Putin demands speedy closure of ‘dud’ universities

Russian President Vladimir Putin has instructed the national government to move as quickly as possible to close inefficient domestic universities, particularly those which provide low-quality education to their students.

He issued the order during the joint meeting of the State Council Presidium and the Presidential Council on Science and Education on 6 February, which focused on the Strategy for Scientific and Technological Development, adjusting the system of vocational and higher education to “economic requirements, expectations of the state and society” and more interaction between academic institutions, government and employers.

At the meeting, Putin, while discussing specific measures that need to be carried out as soon as possible, said: “We need to keep closing dud universities, of which there are still many.”

This includes various private institutions and universities that do not have a licence from the Ministry of Education and Science.

Putin added that “our goal is much higher and more complicated than just getting rid of operations like that. It is important to consolidate the resource potential of education and research institutions and merge them legally where appropriate.”

He stressed that these were not purely mechanical mergers, but were about finding solutions that would increase prestige, the scholarly status and income of teachers and professors in the regions and significantly improve the quality of education and research at the universities.

“This calls for joint departments and laboratories and networking between research and education teams, as well as an advanced infrastructure, including co-working centres, scientific installations and databases,” he said.

Competitive regional network

He also said Russia needed to create a competitive network of regional universities to attract young people and strong professors and the government was making this a priority. He said he agreed with a proposal to give the regions the right to directly finance local universities’ development programmes and infrastructure if resources were available, to prevent progress being blocked by other, more powerful departments of government.

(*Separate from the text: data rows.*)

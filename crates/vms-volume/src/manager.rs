//! LVM2 volume manager: groups labelled physical volumes into volume
//! groups and exposes their logical volumes.

use std::collections::{BTreeMap, HashMap};
use std::sync::Arc;
use std::sync::atomic::{AtomicBool, Ordering};

use tracing::{debug, info, warn};
use vms_block::DiskBackend;
use vms_error::{Result, VmsError};

use crate::config;
use crate::label::{PvLabel, read_label, read_metadata_text};
use crate::lvm::{LogicalVolume, MappedSegment, SegmentTarget, StripeTarget};
use crate::metadata::{LvMeta, SegmentKind, VolumeGroup};
use crate::thin::ThinPool;
use crate::{PhysicalVolume, Volume, VolumeKind, VolumeManager};

/// Logical volumes may stack (thin → pool → tmeta/tdata, stripes on LVs).
const MAX_LV_NESTING: usize = 8;

#[derive(Debug)]
pub struct LvmVolumeManager {
    physical: Vec<PhysicalVolume>,
    labels: Vec<Option<PvLabel>>,
    groups: Vec<VolumeGroup>,
    /// Every logical volume that was built, keyed by `vg/lv`.
    logical: BTreeMap<String, Arc<LogicalVolume>>,
    visible: Vec<Volume>,
    lv_errors: Vec<(String, String)>,
    closed: AtomicBool,
}

impl LvmVolumeManager {
    /// Scan `physical` for LVM2 labels and assemble every volume group found.
    ///
    /// Damaged labels, metadata and logical volumes are logged and skipped.
    pub fn new(physical: Vec<PhysicalVolume>) -> Result<Self> {
        let mut labels = Vec::with_capacity(physical.len());
        let mut candidates: BTreeMap<String, VolumeGroup> = BTreeMap::new();
        for pv in &physical {
            let label = match read_label(pv.backend.as_ref()) {
                Ok(label) => label,
                Err(err) => {
                    warn!(pv = %pv.name, error = %err, "unreadable LVM label, treating as plain volume");
                    None
                }
            };
            if let Some(label) = &label {
                debug!(pv = %pv.name, uuid = %label.pv_uuid, "LVM physical volume");
                for vg in read_groups(pv, label) {
                    match candidates.get(&vg.id) {
                        Some(known) if known.seqno >= vg.seqno => {}
                        _ => {
                            candidates.insert(vg.id.clone(), vg);
                        }
                    }
                }
            }
            labels.push(label);
        }

        let mut manager = Self {
            physical,
            labels,
            groups: candidates.into_values().collect(),
            logical: BTreeMap::new(),
            visible: Vec::new(),
            lv_errors: Vec::new(),
            closed: AtomicBool::new(false),
        };
        manager.assemble();
        Ok(manager)
    }

    fn assemble(&mut self) {
        for (pv, label) in self.physical.iter().zip(&self.labels) {
            if label.is_none() {
                self.visible.push(Volume {
                    name: pv.name.clone(),
                    backend: Arc::clone(&pv.backend),
                    kind: VolumeKind::Physical {
                        hardware_id: pv.hardware_id.clone(),
                        partition: pv.partition,
                    },
                });
            }
        }

        for vg in &self.groups {
            let devices = self.pv_devices(vg);
            let mut builder = GroupBuilder {
                vg,
                devices,
                built: HashMap::new(),
                pools: HashMap::new(),
            };
            for lv in &vg.logical_volumes {
                match builder.lv(&lv.name, 0) {
                    Ok(volume) => {
                        if lv.is_visible() {
                            self.visible.push(Volume {
                                name: volume.full_name(),
                                backend: Arc::clone(&volume) as Arc<dyn DiskBackend>,
                                kind: VolumeKind::Logical {
                                    vg_name: vg.name.clone(),
                                    lv_name: lv.name.clone(),
                                    lv_uuid: Some(lv.id.clone()),
                                },
                            });
                        }
                    }
                    Err(err) => {
                        warn!(vg = %vg.name, lv = %lv.name, error = %err, "skipping logical volume");
                        self.lv_errors.push((format!("{}/{}", vg.name, lv.name), err.to_string()));
                    }
                }
            }
            for (name, volume) in builder.built {
                self.logical.insert(format!("{}/{name}", vg.name), volume);
            }
            info!(
                vg = %vg.name,
                seqno = vg.seqno,
                pvs = vg.physical_volumes.len(),
                lvs = vg.logical_volumes.len(),
                "volume group assembled"
            );
        }
    }

    /// Metadata PV name → backend, for PVs present in this session.
    fn pv_devices(&self, vg: &VolumeGroup) -> HashMap<String, Arc<dyn DiskBackend>> {
        let mut out = HashMap::new();
        for meta in &vg.physical_volumes {
            let found = self
                .physical
                .iter()
                .zip(&self.labels)
                .find(|(_, label)| label.as_ref().is_some_and(|l| l.pv_uuid == meta.id));
            match found {
                Some((pv, _)) => {
                    out.insert(meta.name.clone(), Arc::clone(&pv.backend));
                }
                None => warn!(vg = %vg.name, pv = %meta.name, uuid = %meta.id, "physical volume missing"),
            }
        }
        out
    }

    #[must_use]
    pub fn volume_groups(&self) -> &[VolumeGroup] {
        &self.groups
    }

    /// Built logical volume by `vg/lv`, hidden ones included.
    #[must_use]
    pub fn logical_volume(&self, full_name: &str) -> Option<&Arc<LogicalVolume>> {
        self.logical.get(full_name)
    }

    /// Logical volumes that could not be mapped, with the reason.
    #[must_use]
    pub fn lv_errors(&self) -> &[(String, String)] {
        &self.lv_errors
    }
}

/// Every volume group described by the metadata areas of one PV.
fn read_groups(pv: &PhysicalVolume, label: &PvLabel) -> Vec<VolumeGroup> {
    let mut groups = Vec::new();
    for area in &label.metadata_areas {
        let parsed = read_metadata_text(pv.backend.as_ref(), *area).and_then(|text| {
            text.map(|t| config::parse(&t).and_then(|root| VolumeGroup::from_config(&root)))
                .transpose()
        });
        match parsed {
            Ok(Some(vg)) => groups.push(vg),
            Ok(None) => debug!(pv = %pv.name, area = area.offset, "metadata area is empty"),
            Err(err) => warn!(pv = %pv.name, area = area.offset, error = %err, "unusable LVM metadata"),
        }
    }
    groups
}

struct GroupBuilder<'a> {
    vg: &'a VolumeGroup,
    devices: HashMap<String, Arc<dyn DiskBackend>>,
    built: HashMap<String, Arc<LogicalVolume>>,
    pools: HashMap<String, Arc<ThinPool>>,
}

impl<'a> GroupBuilder<'a> {
    fn lv(&mut self, name: &str, depth: usize) -> Result<Arc<LogicalVolume>> {
        if let Some(lv) = self.built.get(name) {
            return Ok(Arc::clone(lv));
        }
        if depth > MAX_LV_NESTING {
            return Err(VmsError::corruption(
                format!("volume group {}", self.vg.name),
                format!("logical volume {name} nests too deeply"),
            ));
        }
        let vg: &'a VolumeGroup = self.vg;
        let meta = vg.lv(name).ok_or_else(|| {
            VmsError::corruption(
                format!("volume group {}", vg.name),
                format!("reference to unknown logical volume {name}"),
            )
        })?;
        let mut segments = Vec::with_capacity(meta.segments.len());
        for seg in &meta.segments {
            let start = self.extents_to_bytes(seg.start_extent)?;
            let len = self.extents_to_bytes(seg.extent_count)?;
            let target = self.target(meta, &seg.kind, seg.extent_count, depth)?;
            segments.push(MappedSegment { start, len, target });
        }
        let lv = Arc::new(LogicalVolume::new(
            &self.vg.name,
            &meta.name,
            &meta.id,
            self.extents_to_bytes(meta.extent_span())?,
            segments,
        )?);
        self.built.insert(name.to_owned(), Arc::clone(&lv));
        Ok(lv)
    }

    fn extents_to_bytes(&self, extents: u64) -> Result<u64> {
        extents.checked_mul(self.vg.extent_bytes()).ok_or_else(|| {
            VmsError::corruption(
                format!("volume group {}", self.vg.name),
                format!("{extents} extents overflow a byte address"),
            )
        })
    }

    fn target(
        &mut self,
        meta: &LvMeta,
        kind: &SegmentKind,
        extent_count: u64,
        depth: usize,
    ) -> Result<SegmentTarget> {
        Ok(match kind {
            SegmentKind::Striped {
                stripe_size,
                stripes,
            } => {
                let per_stripe = self.extents_to_bytes(extent_count / stripes.len() as u64)?;
                let mut targets = Vec::with_capacity(stripes.len());
                for stripe in stripes {
                    let (dev, base) = if let Some(dev) = self.devices.get(&stripe.target) {
                        let pe_start = self.vg.pv(&stripe.target).map_or(0, |pv| pv.pe_start);
                        (Arc::clone(dev), pe_start * 512)
                    } else if self.vg.pv(&stripe.target).is_some() {
                        return Err(VmsError::NotFound(format!(
                            "physical volume {} of {}/{}",
                            stripe.target, self.vg.name, meta.name
                        )));
                    } else {
                        let lv = self.lv(&stripe.target, depth + 1)?;
                        (lv as Arc<dyn DiskBackend>, 0)
                    };
                    let start = base + self.extents_to_bytes(stripe.start_extent)?;
                    if start.saturating_add(per_stripe) > dev.len_bytes() {
                        return Err(VmsError::corruption(
                            format!("logical volume {}/{}", self.vg.name, meta.name),
                            format!(
                                "stripe on {} ends at byte {} beyond its {}-byte device",
                                stripe.target,
                                start + per_stripe,
                                dev.len_bytes()
                            ),
                        ));
                    }
                    targets.push(StripeTarget { dev, start });
                }
                SegmentTarget::Striped {
                    stripe_bytes: stripe_size * 512,
                    stripes: targets,
                }
            }
            SegmentKind::Thin { pool, device_id } => SegmentTarget::Thin {
                pool: self.pool(pool, depth)?,
                device_id: *device_id,
            },
            SegmentKind::ThinPool { data, .. } => {
                SegmentTarget::PoolData(self.lv(data, depth + 1)? as Arc<dyn DiskBackend>)
            }
            SegmentKind::Zero => SegmentTarget::Zero,
            SegmentKind::Error => SegmentTarget::Error,
            SegmentKind::Other(name) => SegmentTarget::Unsupported(name.clone()),
        })
    }

    fn pool(&mut self, name: &str, depth: usize) -> Result<Arc<ThinPool>> {
        if let Some(pool) = self.pools.get(name) {
            return Ok(Arc::clone(pool));
        }
        let meta = self.vg.lv(name).ok_or_else(|| {
            VmsError::corruption(
                format!("volume group {}", self.vg.name),
                format!("thin volume refers to unknown pool {name}"),
            )
        })?;
        let (metadata, data) = meta
            .segments
            .iter()
            .find_map(|s| match &s.kind {
                SegmentKind::ThinPool { metadata, data, .. } => Some((metadata.clone(), data.clone())),
                _ => None,
            })
            .ok_or_else(|| {
                VmsError::corruption(
                    format!("volume group {}", self.vg.name),
                    format!("{name} is not a thin pool"),
                )
            })?;
        let metadata_lv = self.lv(&metadata, depth + 1)?;
        let data_lv = self.lv(&data, depth + 1)?;
        let pool = Arc::new(ThinPool::open(
            format!("{}/{name}", self.vg.name),
            metadata_lv,
            data_lv,
        )?);
        self.pools.insert(name.to_owned(), Arc::clone(&pool));
        Ok(pool)
    }
}

impl VolumeManager for LvmVolumeManager {
    fn kind(&self) -> &'static str {
        "lvm"
    }

    fn physical_volumes(&self) -> &[PhysicalVolume] {
        &self.physical
    }

    fn visible_volumes(&self) -> &[Volume] {
        &self.visible
    }

    fn close(&self) -> Result<()> {
        if self.closed.swap(true, Ordering::AcqRel) {
            return Ok(());
        }
        let mut first_err = None;
        for lv in self.logical.values() {
            if let Err(err) = lv.close() {
                first_err.get_or_insert(err);
            }
        }
        for pv in &self.physical {
            if let Err(err) = pv.backend.close() {
                first_err.get_or_insert(err);
            }
        }
        debug!(lvs = self.logical.len(), pvs = self.physical.len(), "LVM volume manager closed");
        first_err.map_or(Ok(()), Err)
    }

    fn is_closed(&self) -> bool {
        self.closed.load(Ordering::Acquire)
    }
}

Putin wants to see practising professionals who are “working in the real economy” employed at higher education institutions alongside young and inspired researchers and faculty. He pointed to the achievement of 100% employer-sponsored education in medical residency training for the most in-demand programmes and called for new thinking on ways to update the system for training top-notch researchers and faculty in other key professions.

During his speech Putin dismissed widespread and repeated calls for a return of all universities to the Soviet system of assigning graduates to workplaces, saying such mandatory measures would not solve any problems.

The initiative for the massive closure of inefficient universities in Russia was initially put forward by Putin two years ago.

At the time the president explained this as the need to reduce the number of higher education institutions in the country that “provide only diplomas without real knowledge to their students”.

Since the end of 2017 the number of universities in Russia has declined by almost 30%, and the number of branches by more than 60%. As a rule, most of these branches are located in Russian regions.

In 2018 alone, the Russian Federal Service for Supervision in Education and Science (Rosobrnadzor) closed 46 such universities and suspended licences of more than 20.

According to some Russian analysts in the field of higher education, the most complex situation with such ‘inefficient’ universities is currently observed in Moscow and St Petersburg, where more than 200 universities, a quarter of the country’s total, are based. Putin himself referred to this in his speech as a “major challenge when it comes to balanced development throughout Russia”.

University leaders back mergers and closures

In the meantime, representatives of the Russian university community have supported the latest initiative of the president.

Viktor Sadovnichy, head of Moscow State University, said: “I don’t think that was a direct order of the president to close more universities in Russia during the recent meeting of State Council, but we know for sure that there are serious problems with the diploma level as well as the level of university graduates in some regions of Russia.”

According to Sadovnichy, the decisions for merging or closure of universities in Russia are usually based on objective research, which indicates that such a university is no longer able to issue high-quality diplomas.

The same position is shared by Alexey Lubkov, head of the Moscow State Pedagogical University, a major educational and scientific institution in Moscow.

“We support this initiative. It is necessary to support universities that really train personnel for economics and the social sphere, instead of structures that use the sign of a university to solve its private commercial problems,” Lubkov said.

According to some Russian higher education analysts, the poor-quality education provided by some Russian universities results from the reluctance of their owners to hire highly qualified teachers and pay high salaries for them. This is also contrary to the presidential decree from May 2012, according to which the salaries of university teachers and researchers should be two times higher than the average salary in the region in which the university is located.